Deux femmes levèrent la main. « On s'en charge », dirent-elles. Annelise hocha la tête. « Disposez aussi des bassines d'eau propre un peu partout et des jarres d'eau pour que chacun puisse se laver les mains facilement. » Elle ajouta, insistant sur l'importance de l'hygiène : « Lavez-vous les mains avec de l'eau propre avant de toucher une blessure. Si vous n'avez pas d'eau, utilisez des chiffons propres ou des gants si vous en trouvez. »
Puis, elle se tut, guettant la réaction de ses nouveaux compagnons. Mais personne ne bougeait, leurs regards passant du visage d'Annelise aux blessés étendus sur le sol. Voyant leur hésitation, elle lança, plus fort cette fois : « Vous attendez quoi ? »

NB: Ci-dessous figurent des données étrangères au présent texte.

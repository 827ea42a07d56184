//! Type-erased field accessors.
//!
//! A [`Lens`] pairs the shared and mutable projections of one struct field.
//! The builder erases the owning type behind the accessor traits below so
//! the unit of work can read and write fields of any mapped class through
//! `&dyn Any` without reflection.

use std::any::{type_name, Any};

use crate::embedded::{EmbedField, EmbeddedValue, EmbeddedView};
use crate::error::{OdmError, Result};
use crate::types::{FieldType, Value};

pub(crate) struct Lens<T, F> {
    pub(crate) get: fn(&T) -> &F,
    pub(crate) get_mut: fn(&mut T) -> &mut F,
}

pub(crate) fn downcast<T: Any>(obj: &dyn Any) -> Result<&T> {
    obj.downcast_ref::<T>().ok_or(OdmError::TypeMismatch {
        expected: type_name::<T>(),
    })
}

pub(crate) fn downcast_mut<T: Any>(obj: &mut dyn Any) -> Result<&mut T> {
    obj.downcast_mut::<T>().ok_or(OdmError::TypeMismatch {
        expected: type_name::<T>(),
    })
}

/// Typed access to a field whose Rust type is fixed by the mapping kind
/// (identifier, version, references, collections, attachments).
pub(crate) trait Accessor<F>: Send + Sync {
    fn get<'a>(&self, obj: &'a dyn Any) -> Result<&'a F>;
    fn get_mut<'a>(&self, obj: &'a mut dyn Any) -> Result<&'a mut F>;
}

impl<T: Any, F: 'static> Accessor<F> for Lens<T, F> {
    fn get<'a>(&self, obj: &'a dyn Any) -> Result<&'a F> {
        Ok((self.get)(downcast::<T>(obj)?))
    }

    fn get_mut<'a>(&self, obj: &'a mut dyn Any) -> Result<&'a mut F> {
        Ok((self.get_mut)(downcast_mut::<T>(obj)?))
    }
}

/// Access to a scalar field through its native [`Value`].
pub(crate) trait ScalarAccess: Send + Sync {
    fn read(&self, obj: &dyn Any) -> Result<Value>;
    fn write(&self, obj: &mut dyn Any, value: Value) -> Result<()>;
}

impl<T: Any, F: FieldType> ScalarAccess for Lens<T, F> {
    fn read(&self, obj: &dyn Any) -> Result<Value> {
        Ok((self.get)(downcast::<T>(obj)?).to_value())
    }

    fn write(&self, obj: &mut dyn Any, value: Value) -> Result<()> {
        *(self.get_mut)(downcast_mut::<T>(obj)?) = F::from_value(value)?;
        Ok(())
    }
}

/// Access to an embedded field.
pub(crate) trait EmbedAccess: Send + Sync {
    fn view<'a>(&self, obj: &'a dyn Any) -> Result<EmbeddedView<'a>>;
    fn assign(&self, obj: &mut dyn Any, value: EmbeddedValue) -> Result<()>;
}

impl<T: Any, F: EmbedField> EmbedAccess for Lens<T, F> {
    fn view<'a>(&self, obj: &'a dyn Any) -> Result<EmbeddedView<'a>> {
        Ok((self.get)(downcast::<T>(obj)?).view())
    }

    fn assign(&self, obj: &mut dyn Any, value: EmbeddedValue) -> Result<()> {
        (self.get_mut)(downcast_mut::<T>(obj)?).assign(value)
    }
}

Ses paroles semblèrent briser le sortilège qui les immobilisait. Peu à peu, les soldats se mirent en mouvement, chacun prenant sa place et exécutant les directives de la jeune médecin. Ils installèrent des zones de triage et commencèrent à trier les blessés, apportant de l'eau, des couvertures, et rassemblant le matériel médical.
Annelise les observa, le cœur battant fort dans sa poitrine. Un mélange de soulagement et de détermination se lisait sur son visage. Enfin, elle avait réussi à instaurer un semblant d'ordre au milieu du chaos.